Pourquoi les places de parkings des hôpitaux sont devenues si chères
«Est-ce normal» qu’une jeune femme «qui parcourt 200 kilomètres par jour pour voir sa mère» à l’hôpital de Nancy en soins palliatifs «paie 300 euros par mois de parking ?». C’est l’alerte lancée le 12 février dernier par le député socialiste de Meurthe-et-Moselle Stéphane Hablot au Ministre de la santé Yannick Neuder.
La somme est astronomique et révèle à nouveau un sujet de crispation qui traverse le service public hospitalier depuis quelques années. Dans les années 2010, certains hôpitaux ont commencé à externaliser la gestion des parkings à des opérateurs privés. Avec deux arguments en tête, la volonté des directeurs d’hôpitaux de concentrer leurs ressources financières sur les activités de soins, et le souhait de lutter contre l’utilisation abusive des parkings par des automobilistes extérieurs à l’hôpital. Un porte-parole de la mairie de Cambrai explique par exemple à l’AFP que l’hôpital de la ville a préféré «investir dans du matériel, comme un scanner» plutôt que dans la construction d’un parking.
Dans le même temps, des groupes privés ont proposé leur expertise dans le domaine et remporter ainsi ce nouveau marché public. On compte par exemple Indigo, Q-Park ou encore Effia. Leur argumentaire a tout pour séduire un centre hospitalier qui recherche à optimiser son budget, avec sur le papier une solution de stationnement clé en main (en échange de la concession) et la capacité industrielle de rénover ces parkings, parfois même en proposant des ouvrages en élévation de grande capacité (plus de 1000 places).
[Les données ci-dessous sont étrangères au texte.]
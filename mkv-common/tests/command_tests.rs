use mkv_common::command::{Command, CommandError, CommandHandler, Reply};
use mkv_common::store::StoreManager;

fn handler() -> CommandHandler {
    CommandHandler::new(StoreManager::with_shards(4))
}

fn bulk(value: &str) -> Reply {
    Reply::Bulk(Some(value.to_string()))
}

fn array(items: &[&str]) -> Reply {
    Reply::Array(items.iter().map(|s| Some(s.to_string())).collect())
}

#[test]
fn test_command_parsing() {
    let cmd = CommandHandler::parse_command("HSET user name alice").unwrap();
    assert_eq!(cmd, Command::HSet("user".into(), "name".into(), "alice".into()));

    let cmd = CommandHandler::parse_command("lpush list1 a b c").unwrap();
    assert_eq!(cmd, Command::LPush("list1".into(), vec!["a".into(), "b".into(), "c".into()]));

    let cmd = CommandHandler::parse_command("lrange list1 0 -1").unwrap();
    assert_eq!(cmd, Command::LRange("list1".into(), 0, -1));

    let cmd = CommandHandler::parse_command("zadd z 1.5 a -inf b").unwrap();
    assert_eq!(
        cmd,
        Command::ZAdd("z".into(), vec![(1.5, "a".into()), (f64::NEG_INFINITY, "b".into())])
    );

    let cmd = CommandHandler::parse_command("zrevrange z 0 -1 withscores").unwrap();
    assert_eq!(
        cmd,
        Command::ZRevRange {
            key: "z".into(),
            start: 0,
            stop: -1,
            with_scores: true,
        }
    );

    let cmd = CommandHandler::parse_command("hmset h f1 v1 f2 v2").unwrap();
    assert_eq!(
        cmd,
        Command::HMSet(
            "h".into(),
            vec![("f1".into(), "v1".into()), ("f2".into(), "v2".into())]
        )
    );

    let cmd = CommandHandler::parse_command("del a b").unwrap();
    assert_eq!(cmd, Command::Del(vec!["a".into(), "b".into()]));

    assert_eq!(CommandHandler::parse_command("ping").unwrap(), Command::Ping);
    assert_eq!(CommandHandler::parse_command("help").unwrap(), Command::Help);
    assert_eq!(
        CommandHandler::parse_command("help zadd").unwrap(),
        Command::HelpCommand("zadd".into())
    );
}

#[test]
fn test_parse_errors() {
    assert!(matches!(CommandHandler::parse_command("   "), Err(CommandError::Empty)));
    assert!(matches!(
        CommandHandler::parse_command("frobnicate k"),
        Err(CommandError::UnknownCommand(name)) if name == "frobnicate"
    ));
    assert!(matches!(
        CommandHandler::parse_command("hget onlykey"),
        Err(CommandError::WrongArity { usage, .. }) if usage == "HGET key field"
    ));
    assert!(matches!(
        CommandHandler::parse_command("hmset h f1"),
        Err(CommandError::WrongArity { .. })
    ));
    assert!(matches!(
        CommandHandler::parse_command("zadd z 1 a 2"),
        Err(CommandError::WrongArity { .. })
    ));
    assert!(matches!(
        CommandHandler::parse_command("zadd z abc a"),
        Err(CommandError::NotAFloat(raw)) if raw == "abc"
    ));
    assert!(matches!(
        CommandHandler::parse_command("zadd z nan a"),
        Err(CommandError::NotAFloat(_))
    ));
    assert!(matches!(
        CommandHandler::parse_command("lrange l zero 1"),
        Err(CommandError::NotAnInteger(_))
    ));
    assert!(matches!(
        CommandHandler::parse_command("zrange z 0 1 withcheese"),
        Err(CommandError::Syntax(_))
    ));
}

#[test]
fn test_hash_commands() {
    let handler = handler();
    assert_eq!(handler.handle_line("hset h f1 v1"), Reply::Integer(1));
    assert_eq!(handler.handle_line("hset h f1 v2"), Reply::Integer(0));
    assert_eq!(handler.handle_line("hget h f1"), bulk("v2"));
    assert_eq!(handler.handle_line("hget h nope"), Reply::Bulk(None));
    assert_eq!(handler.handle_line("hmset h f2 v2 f3 v3"), Reply::Ok);
    assert_eq!(handler.handle_line("hlen h"), Reply::Integer(3));
    assert_eq!(handler.handle_line("hkeys h"), array(&["f1", "f2", "f3"]));
    assert_eq!(handler.handle_line("hgetall h"), array(&["f1", "v2", "f2", "v2", "f3", "v3"]));
    assert_eq!(
        handler.handle_line("hmget h f3 nope"),
        Reply::Array(vec![Some("v3".into()), None])
    );
    assert_eq!(handler.handle_line("hincrby h n 7"), Reply::Integer(7));
    assert_eq!(handler.handle_line("hdel h f1 f2 f3 n"), Reply::Integer(4));
    assert_eq!(handler.handle_line("exists h"), Reply::Integer(0));
}

#[test]
fn test_list_commands() {
    let handler = handler();
    assert_eq!(handler.handle_line("rpush l a b c"), Reply::Integer(3));
    assert_eq!(handler.handle_line("lpush l z"), Reply::Integer(4));
    assert_eq!(handler.handle_line("lrange l 0 -1"), array(&["z", "a", "b", "c"]));
    assert_eq!(handler.handle_line("lrange l 3 1"), Reply::Array(vec![]));
    assert_eq!(handler.handle_line("lindex l -1"), bulk("c"));
    assert_eq!(handler.handle_line("lset l 0 y"), Reply::Ok);
    assert_eq!(handler.handle_line("lpop l"), bulk("y"));
    assert_eq!(handler.handle_line("llen l"), Reply::Integer(3));
    assert!(matches!(handler.handle_line("lset l 9 x"), Reply::Error(_)));
}

#[test]
fn test_set_commands() {
    let handler = handler();
    assert_eq!(handler.handle_line("sadd a 1 2 3"), Reply::Integer(3));
    assert_eq!(handler.handle_line("sadd a 3"), Reply::Integer(0));
    assert_eq!(handler.handle_line("sadd b 2 3 4"), Reply::Integer(3));
    assert_eq!(handler.handle_line("sdiff a b"), array(&["1"]));
    assert_eq!(handler.handle_line("sinter a b"), array(&["2", "3"]));
    assert_eq!(handler.handle_line("sunion a b"), array(&["1", "2", "3", "4"]));
    assert_eq!(handler.handle_line("smembers a"), array(&["1", "2", "3"]));
    assert_eq!(handler.handle_line("sismember a 1"), Reply::Integer(1));
    assert_eq!(handler.handle_line("srem a 1 9"), Reply::Integer(1));
    assert_eq!(handler.handle_line("scard a"), Reply::Integer(2));
}

#[test]
fn test_sorted_set_commands() {
    let handler = handler();
    assert_eq!(handler.handle_line("zadd z 1 a 2 b 3 c"), Reply::Integer(3));
    assert_eq!(handler.handle_line("zadd z 10 a"), Reply::Integer(0));
    assert_eq!(handler.handle_line("zrange z 0 -1"), array(&["b", "c", "a"]));
    assert_eq!(
        handler.handle_line("zrange z 0 0 WITHSCORES"),
        array(&["b", "2"])
    );
    assert_eq!(handler.handle_line("zrevrange z 0 1"), array(&["a", "c"]));
    assert_eq!(handler.handle_line("zscore z a"), bulk("10"));
    assert_eq!(handler.handle_line("zscore z nope"), Reply::Bulk(None));
    assert_eq!(handler.handle_line("zrank z a"), Reply::Integer(2));
    assert_eq!(handler.handle_line("zrevrank z a"), Reply::Integer(0));
    assert_eq!(handler.handle_line("zrank z nope"), Reply::Bulk(None));
    assert_eq!(handler.handle_line("zincrby z 0.5 b"), bulk("2.5"));
    assert_eq!(handler.handle_line("zrem z a b c"), Reply::Integer(3));
    assert_eq!(handler.handle_line("zcard z"), Reply::Integer(0));
}

#[test]
fn test_generic_commands() {
    let handler = handler();
    handler.handle_line("sadd s m");
    handler.handle_line("rpush l v");

    assert_eq!(handler.handle_line("exists s l missing"), Reply::Integer(2));
    assert_eq!(handler.handle_line("type s"), bulk("set"));
    assert_eq!(handler.handle_line("type missing"), Reply::Bulk(None));
    assert_eq!(handler.handle_line("ttl s"), Reply::Integer(-1));
    assert_eq!(handler.handle_line("ttl missing"), Reply::Integer(-2));
    assert_eq!(handler.handle_line("expire s 100"), Reply::Integer(1));
    assert_eq!(handler.handle_line("expire missing 100"), Reply::Integer(0));
    assert_eq!(handler.handle_line("ttl s"), Reply::Integer(100));
    assert_eq!(handler.handle_line("persist s"), Reply::Integer(1));
    assert_eq!(handler.handle_line("dbsize"), Reply::Integer(2));
    assert_eq!(handler.handle_line("del s l missing"), Reply::Integer(2));
    assert_eq!(handler.handle_line("dbsize"), Reply::Integer(0));

    handler.handle_line("sadd s m");
    assert_eq!(handler.handle_line("flushdb"), Reply::Ok);
    assert_eq!(handler.handle_line("exists s"), Reply::Integer(0));
    assert_eq!(handler.handle_line("ping"), Reply::Pong);
    assert_eq!(handler.handle_line("echo hello world"), bulk("hello world"));
}

#[test]
fn test_wrong_type_reply() {
    let handler = handler();
    handler.handle_line("rpush l v");
    match handler.handle_line("hset l f v") {
        Reply::Error(msg) => assert!(msg.starts_with("WRONGTYPE"), "{}", msg),
        other => panic!("unexpected reply: {:?}", other),
    }
    assert_eq!(handler.handle_line("type l"), bulk("list"));
}

#[test]
fn test_reply_rendering() {
    assert_eq!(Reply::Ok.to_string(), "OK");
    assert_eq!(Reply::Integer(-2).to_string(), "-2");
    assert_eq!(Reply::Bulk(None).to_string(), "(nil)");
    assert_eq!(Reply::Array(vec![]).to_string(), "(empty list)");
    assert_eq!(
        Reply::Array(vec![Some("a".into()), None]).to_string(),
        "a\n(nil)"
    );
    assert_eq!(Reply::Error("boom".into()).to_string(), "ERROR: boom");
    assert_eq!(
        handler().handle_line("nope").to_string(),
        "ERROR: Unknown command: nope"
    );
}

#[test]
fn test_help() {
    let handler = handler();
    match handler.handle_line("help") {
        Reply::Bulk(Some(text)) => {
            assert!(text.contains("ZADD key score member"));
            assert!(text.contains("HGETALL key"));
        }
        other => panic!("unexpected reply: {:?}", other),
    }
    assert_eq!(
        handler.handle_line("help lpop"),
        bulk("LPOP key - 获取并删除左端数据")
    );
}

#[test]
fn test_info_and_quit() {
    assert_eq!(CommandHandler::parse_command("INFO").unwrap(), Command::Info);
    assert_eq!(CommandHandler::parse_command("quit").unwrap(), Command::Quit);
    assert!(matches!(
        CommandHandler::parse_command("quit now"),
        Err(CommandError::WrongArity { usage, .. }) if usage == "QUIT"
    ));

    let handler = handler();
    // 命令层对 quit 只回复 OK，断开由连接层完成
    assert_eq!(handler.handle_line("quit"), Reply::Ok);

    handler.handle_line("sadd s a");
    handler.handle_line("rpush l x");
    handler.handle_line("expire l 100");
    match handler.handle_line("info") {
        Reply::Array(lines) => {
            let lines: Vec<String> = lines.into_iter().flatten().collect();
            assert_eq!(lines[0], "# Server");
            assert!(lines.contains(&"shards: 4".to_string()));
            assert!(lines.contains(&"keys: 2".to_string()));
            assert!(lines.contains(&"expires: 1".to_string()));
        }
        other => panic!("unexpected reply: {:?}", other),
    }
}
En juillet 2023, le ministre de la santé de l’époque, François Braun, avait même fait de ces arguments les siens. «Le paiement du parking permet d’entretenir et d’améliorer les installations de stationnement, et d’assurer la sécurité des véhicules qui s’y garent» plaidait le ministre en réponse à deux députés déjà engagés contre la mesure.
Des tarifs allant jusqu’à 23 euros la journée
Mais ce sont les patients qui en payent le prix. Stéphanie Ricq, une Cambraisienne de 39 ans se désole de ces prix : «2,70 pour une heure...», peste-t-elle. Cette ouvrière agricole vient «faire des examens assez souvent» et aimerait «que ce soit un petit peu moins cher », explique-t-elle, accompagnée de son adolescent. «Je suis maman solo, donc c’est un peu dur», explique-t-elle à nos confrères de l’AFP.
Car la facture peut vite exploser. Selon les décomptes du Parisien, une journée de stationnement coûte 23,30 euros au CHU de Brest (Q-Park), 22,20 euros au CHU parisien Robert Debré (Saemes), ou encore 21,70 euros au CHU de Nancy (Q-Park), pour les tarifs les plus élevés. «Quand on fait payer le parking dans les hôpitaux publics, on touche à l’accès à un service de santé. Cela mérite a minima une régulation de l’État ou de la “Sécu” », juge Frédéric Bizard, économiste spécialiste des questions de santé et de protection sociale auprès de nos confrères du Monde.
L’affaire prend de l’ampleur
La sécurité sociale prévoit de rembourser les frais de transport en véhicule personnel «à hauteur de 55 % (ou à 100 % dans certains cas) sur la base du tarif kilométrique en vigueur, fixé à 0,30 €/km», ainsi que les frais éventuels annexes tel que le parking. Mais attention, il faut que votre médecin vous «prescrive» par ordonnance «un moyen de transport personnel pour se rendre à l’hôpital».
En ce qui concerne l’État, la balle est entre les mains du législateur. Au mois de mars 2024, les députés RN avaient proposé une loi visant «à interdire la mise en place de parkings privés pour les hôpitaux», pour revenir à la gratuité. Sans que cette dernière n’ait été examinée.
Selon les informations du Parisien, les députés socialistes Stéphane Hablot et Pierrick Courbon (Loire), comptent prochainement leur emboîter le pas, proposant également une loi. Le ministre de la Santé a quant à lui déclaré «sa volonté» d’élargir la prise en charge des frais de parking aux proches de patients : « dans certaines conditions, sur des maladies longues, [il doit y avoir] une prise en charge de cette nécessité d’avoir les proches au chevet des patients». «Cela fait partie de l’accompagnement et de l’humanité que nous devons remettre dans nos politiques publiques», a-t-il conclu.